In lieu of time and information, one pattern that helps with decision making is Value Hierarchy. This pattern asks you to organise your values into a hierarchy and base all of your decisions on that. For example, Disney theme parks value both safety and fun. However, in their value hierarchy, safety comes before fun; their business wouldn’t last long if everyone was enjoying themselves but their rollercoaster sporadically decapitated people.

Another example comes from an amazing company that uses Cloud Native. Starling is a challenger bank that has exploded onto the finance world, rewriting the rules for digital banking. Over at Starling, in order to distribute decision making, they relied on a value hierarchy. They said that security, resilience, and scale were all important but that security was more important than resilience, which was more important than scale.

It should be obvious that the Value Hierarchy pattern is a shortcut for more experienced strategists to help their less experienced colleagues. Certainly, when I teach this pattern, those who have never been responsible for decision making in times of uncertainty instantly get this. This is the point of patterns; they are information formatted in a way that’s easy to transfer.

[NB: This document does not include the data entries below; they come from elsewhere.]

// src/exec/mod.rs

//! Process execution layer.
//!
//! This module is responsible for running the crawler process with
//! `tokio::process::Command` and reporting what it prints, and when it exits,
//! as [`ProcessEvent`]s on a channel owned by the caller.
//!
//! - [`backend`] provides the `ProcessLauncher` trait the orchestrator talks
//!   to, so tests can swap in a fake launcher.
//! - [`child`] is the production `ChildLauncher`: spawn, exit watcher and
//!   graceful-then-forced stop.
//! - [`streams`] holds the per-stream line reader tasks.
//! - [`terminate`] sends the graceful termination signal.

pub mod backend;
pub mod child;
pub mod streams;
pub mod terminate;

use std::fmt;
use std::path::PathBuf;
use std::process::{ExitStatus, Stdio};

use tokio::process::Command;

pub use backend::ProcessLauncher;
pub use child::ChildLauncher;
pub use streams::{OutputStream, spawn_line_reader};

/// What the crawler process reported.
#[derive(Debug, Clone, PartialEq, Eq)]
pub enum ProcessEvent {
    /// One complete line from stdout, without its line terminator.
    Stdout(String),
    /// One complete line from stderr, without its line terminator.
    Stderr(String),
    /// The process terminated. Sent once, after both readers drained.
    Exited(ExitOutcome),
}

/// How the process ended.
#[derive(Debug, Clone, PartialEq, Eq)]
pub enum ExitOutcome {
    Code(i32),
    /// Terminated by a signal (unix).
    Signal(i32),
    /// Waiting on the process failed; the cause is kept as text.
    WaitFailed(String),
}

impl ExitOutcome {
    pub fn from_status(status: ExitStatus) -> Self {
        if let Some(code) = status.code() {
            return ExitOutcome::Code(code);
        }

        #[cfg(unix)]
        {
            use std::os::unix::process::ExitStatusExt;
            if let Some(signal) = status.signal() {
                return ExitOutcome::Signal(signal);
            }
        }

        ExitOutcome::Code(-1)
    }

    pub fn success(&self) -> bool {
        matches!(self, ExitOutcome::Code(0))
    }
}

impl fmt::Display for ExitOutcome {
    fn fmt(&self, f: &mut fmt::Formatter<'_>) -> fmt::Result {
        match self {
            ExitOutcome::Code(code) => write!(f, "exit code {code}"),
            ExitOutcome::Signal(signal) => write!(f, "terminated by signal {signal}"),
            ExitOutcome::WaitFailed(cause) => write!(f, "wait failed: {cause}"),
        }
    }
}

/// The executable the launcher runs: `program [script] args...`.
#[derive(Debug, Clone, PartialEq, Eq)]
pub struct CommandSpec {
    pub program: String,
    pub script: Option<PathBuf>,
    pub working_dir: Option<PathBuf>,
}

impl CommandSpec {
    pub fn new(program: impl Into<String>) -> Self {
        Self {
            program: program.into(),
            script: None,
            working_dir: None,
        }
    }

    pub fn with_script(mut self, script: impl Into<PathBuf>) -> Self {
        self.script = Some(script.into());
        self
    }

    pub fn with_working_dir(mut self, dir: impl Into<PathBuf>) -> Self {
        self.working_dir = Some(dir.into());
        self
    }

    /// Build the tokio command with piped output streams.
    pub fn to_command(&self, args: &[String]) -> Command {
        let mut cmd = Command::new(&self.program);
        if let Some(script) = &self.script {
            cmd.arg(script);
        }
        cmd.args(args);
        if let Some(dir) = &self.working_dir {
            cmd.current_dir(dir);
        }

        cmd.stdin(Stdio::null())
            .stdout(Stdio::piped())
            .stderr(Stdio::piped())
            .kill_on_drop(true);

        cmd
    }

    /// Shell-like rendering used for logs and `--dry-run`.
    pub fn display_with(&self, args: &[String]) -> String {
        let mut parts = vec![self.program.clone()];
        if let Some(script) = &self.script {
            parts.push(script.display().to_string());
        }
        parts.extend(args.iter().cloned());
        parts.join(" ")
    }
}
// src/config/loader.rs

use std::fs;
use std::path::{Path, PathBuf};

use tracing::debug;

use crate::config::model::{ConfigFile, RawConfigFile};
use crate::errors::Result;

/// Load a configuration file from a given path and return the raw `RawConfigFile`.
///
/// This only performs TOML deserialization; it does **not** perform semantic
/// validation. Use [`load_and_validate`] for that.
pub fn load_from_path(path: impl AsRef<Path>) -> Result<RawConfigFile> {
    let path = path.as_ref();
    let contents = fs::read_to_string(path)?;

    let config: RawConfigFile = toml::from_str(&contents)?;

    Ok(config)
}

/// Load a configuration file from path and run validation.
///
/// - Reads TOML.
/// - Applies defaults (handled by `serde` default functions).
/// - Checks launcher, default-request and server settings.
pub fn load_and_validate(path: impl AsRef<Path>) -> Result<ConfigFile> {
    let raw_config = load_from_path(&path)?;
    let config = ConfigFile::try_from(raw_config)?;
    Ok(config)
}

/// Resolve the configuration used by the CLI.
///
/// - An explicit path must exist and be valid.
/// - Without one, [`default_config_path`] is used when present; otherwise
///   built-in defaults apply.
pub fn load_or_default(explicit: Option<&Path>) -> Result<ConfigFile> {
    if let Some(path) = explicit {
        return load_and_validate(path);
    }

    let path = default_config_path();
    if path.is_file() {
        debug!(path = %path.display(), "loading default config file");
        load_and_validate(&path)
    } else {
        debug!("no config file found; using built-in defaults");
        Ok(ConfigFile::default())
    }
}

/// `Crawlctl.toml` in the current working directory.
pub fn default_config_path() -> PathBuf {
    PathBuf::from("Crawlctl.toml")
}
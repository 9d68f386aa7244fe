// src/engine/mod.rs

//! Orchestration engine for crawlctl.
//!
//! This module ties together:
//! - the process launcher (see [`crate::exec`])
//! - the status line protocol (see [`crate::protocol`])
//! - the single shared status record callers poll
//!
//! The pure state machine lives in [`core`]; the async shell that owns the
//! record, guards against concurrent starts and pumps launcher events is
//! [`orchestrator`].

pub mod core;
pub mod orchestrator;

pub use core::{CoreStep, apply_event};
pub use orchestrator::Orchestrator;
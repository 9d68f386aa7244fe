// src/exec/child.rs

//! Production launcher backed by a real child process.

use std::future::Future;
use std::pin::Pin;
use std::sync::atomic::{AtomicBool, AtomicU64, Ordering};
use std::sync::{Arc, Mutex, MutexGuard};
use std::time::Duration;

use tokio::process::Child;
use tokio::sync::{mpsc, oneshot};
use tokio::task::JoinHandle;
use tracing::{debug, info, warn};

use crate::errors::{CrawlctlError, Result};

use super::backend::ProcessLauncher;
use super::streams::{OutputStream, spawn_line_reader};
use super::terminate::request_termination;
use super::{CommandSpec, ExitOutcome, ProcessEvent};

/// Grace period between SIGTERM and the forced kill.
pub const DEFAULT_GRACE_PERIOD: Duration = Duration::from_secs(1);

/// How long the exit watcher waits for the readers to drain after exit.
const READER_DRAIN_TIMEOUT: Duration = Duration::from_secs(2);

/// Internal handle for the currently running crawler process.
///
/// - `alive` is cleared by the exit watcher as soon as the process exits.
/// - `kill` asks the watcher to force-kill the child.
/// - `watcher` is the Tokio task blocked on the child's exit.
struct ActiveProcess {
    run_id: u64,
    pid: Option<u32>,
    alive: Arc<AtomicBool>,
    term_sent: bool,
    kill: Option<oneshot::Sender<()>>,
    watcher: Option<JoinHandle<()>>,
}

impl ActiveProcess {
    fn is_alive(&self) -> bool {
        self.alive.load(Ordering::SeqCst)
    }
}

/// Runs the crawler as a child process, at most one at a time.
///
/// Per run this spawns three Tokio tasks: a stdout reader, a stderr reader
/// and an exit watcher. The watcher reports [`ProcessEvent::Exited`] once
/// both readers have drained (best-effort, bounded by a short timeout).
pub struct ChildLauncher {
    grace_period: Duration,
    active: Arc<Mutex<Option<ActiveProcess>>>,
    next_run_id: AtomicU64,
}

impl Default for ChildLauncher {
    fn default() -> Self {
        Self::new(DEFAULT_GRACE_PERIOD)
    }
}

impl ChildLauncher {
    pub fn new(grace_period: Duration) -> Self {
        Self {
            grace_period,
            active: Arc::new(Mutex::new(None)),
            next_run_id: AtomicU64::new(1),
        }
    }

    pub fn grace_period(&self) -> Duration {
        self.grace_period
    }

    /// Pid of the live process, if any.
    pub fn pid(&self) -> Option<u32> {
        lock(&self.active)
            .as_ref()
            .filter(|p| p.is_alive())
            .and_then(|p| p.pid)
    }

    async fn stop_inner(&self) {
        let (run_id, pid, alive) = {
            let mut guard = lock(&self.active);
            let Some(process) = guard.as_mut().filter(|p| p.is_alive()) else {
                debug!("stop requested but no crawler process is running");
                return;
            };
            if process.term_sent {
                debug!(run_id = process.run_id, "stop already in progress");
                return;
            }
            process.term_sent = true;
            (process.run_id, process.pid, Arc::clone(&process.alive))
        };

        info!(run_id, ?pid, "stopping crawler process");

        let signalled = pid.map(request_termination).unwrap_or(false);
        if signalled {
            tokio::time::sleep(self.grace_period).await;
        }

        if !alive.load(Ordering::SeqCst) {
            debug!(run_id, "crawler exited within grace period");
            return;
        }

        let kill = lock(&self.active)
            .as_mut()
            .filter(|p| p.run_id == run_id)
            .and_then(|p| p.kill.take());

        match kill {
            Some(kill) => {
                warn!(run_id, "crawler still alive after grace period; forcing kill");
                if kill.send(()).is_err() {
                    debug!(run_id, "exit watcher already finished while forcing kill");
                }
            }
            None => debug!(run_id, "no kill handle left; process already gone"),
        }
    }

    async fn shutdown_inner(&self) {
        self.stop_inner().await;

        let watcher = lock(&self.active).as_mut().and_then(|p| p.watcher.take());
        if let Some(watcher) = watcher {
            if let Err(e) = watcher.await {
                warn!(error = %e, "exit watcher task failed");
            }
        }
    }
}

impl ProcessLauncher for ChildLauncher {
    fn execute(
        &self,
        command: &CommandSpec,
        args: &[String],
        events: mpsc::Sender<ProcessEvent>,
    ) -> Result<()> {
        // Held until the new process is registered so two callers cannot both
        // pass the liveness check.
        let mut guard = lock(&self.active);
        if guard.as_ref().is_some_and(|p| p.is_alive()) {
            return Err(CrawlctlError::AlreadyRunning);
        }

        let run_id = self.next_run_id.fetch_add(1, Ordering::SeqCst);
        info!(run_id, cmd = %command.display_with(args), "starting crawler process");

        let mut child = command
            .to_command(args)
            .spawn()
            .map_err(|source| CrawlctlError::Launch {
                program: command.program.clone(),
                source,
            })?;

        let pid = child.id();
        let mut readers = Vec::with_capacity(2);
        if let Some(stdout) = child.stdout.take() {
            readers.push(spawn_line_reader(stdout, OutputStream::Stdout, events.clone()));
        }
        if let Some(stderr) = child.stderr.take() {
            readers.push(spawn_line_reader(stderr, OutputStream::Stderr, events.clone()));
        }

        let alive = Arc::new(AtomicBool::new(true));
        let (kill_tx, kill_rx) = oneshot::channel::<()>();

        let watcher = tokio::spawn(watch_exit(ExitWatch {
            child,
            run_id,
            alive: Arc::clone(&alive),
            kill_rx,
            readers,
            events,
            active: Arc::clone(&self.active),
        }));

        *guard = Some(ActiveProcess {
            run_id,
            pid,
            alive,
            term_sent: false,
            kill: Some(kill_tx),
            watcher: Some(watcher),
        });

        debug!(run_id, ?pid, "crawler process registered");
        Ok(())
    }

    fn stop(&self) -> Pin<Box<dyn Future<Output = ()> + Send + '_>> {
        Box::pin(self.stop_inner())
    }

    fn is_running(&self) -> bool {
        lock(&self.active).as_ref().is_some_and(|p| p.is_alive())
    }

    fn shutdown(&self) -> Pin<Box<dyn Future<Output = ()> + Send + '_>> {
        Box::pin(self.shutdown_inner())
    }
}

struct ExitWatch {
    child: Child,
    run_id: u64,
    alive: Arc<AtomicBool>,
    kill_rx: oneshot::Receiver<()>,
    readers: Vec<JoinHandle<()>>,
    events: mpsc::Sender<ProcessEvent>,
    active: Arc<Mutex<Option<ActiveProcess>>>,
}

/// Block until the child exits (or is force-killed), then report it.
async fn watch_exit(watch: ExitWatch) {
    let ExitWatch {
        mut child,
        run_id,
        alive,
        mut kill_rx,
        readers,
        events,
        active,
    } = watch;

    let status = tokio::select! {
        status = child.wait() => status,
        Ok(()) = &mut kill_rx => {
            if let Err(e) = child.kill().await {
                warn!(run_id, error = %e, "failed to kill crawler process");
            }
            child.wait().await
        }
    };

    alive.store(false, Ordering::SeqCst);

    let outcome = match status {
        Ok(status) => ExitOutcome::from_status(status),
        Err(e) => ExitOutcome::WaitFailed(e.to_string()),
    };
    info!(run_id, %outcome, "crawler process exited");

    for mut reader in readers {
        if tokio::time::timeout(READER_DRAIN_TIMEOUT, &mut reader)
            .await
            .is_err()
        {
            warn!(run_id, "output reader did not drain after exit; aborting it");
            reader.abort();
        }
    }

    if events.send(ProcessEvent::Exited(outcome)).await.is_err() {
        debug!(run_id, "event receiver dropped before exit was reported");
    }

    let mut guard = lock(&active);
    if guard.as_ref().is_some_and(|p| p.run_id == run_id) {
        *guard = None;
    }
}

fn lock<T>(mutex: &Mutex<T>) -> MutexGuard<'_, T> {
    mutex.lock().unwrap_or_else(|poisoned| poisoned.into_inner())
}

Using Patterns to Design Action

Psychologically, strategy can be extremely painful. In this regard, there are two common mistakes that people make. Because uncertainty is so psychologically uncomfortable, people want to get out of it as soon as possible. In order to do this, they move quickly. In doing so, they forget intermediate, risk-reducing actions and instead ‘go big early’. In this case, the psychological pain of uncertainty manifests itself as bullishness. This is the first error.

The second error is to focus entirely on small, incremental changes. This is common in unsafe environments where mistakes are punished. In such an environment, incremental changes are seductive; they are often valuable and cost very little. But radical breakthroughs do not come from incremental, stepwise changes. In fact, incremental, making stepwise changes was the preferred approach for most of the banks here in London, where I live. And what happened? These banks continuously annoyed their customers until Starling came and blew them all out of the water.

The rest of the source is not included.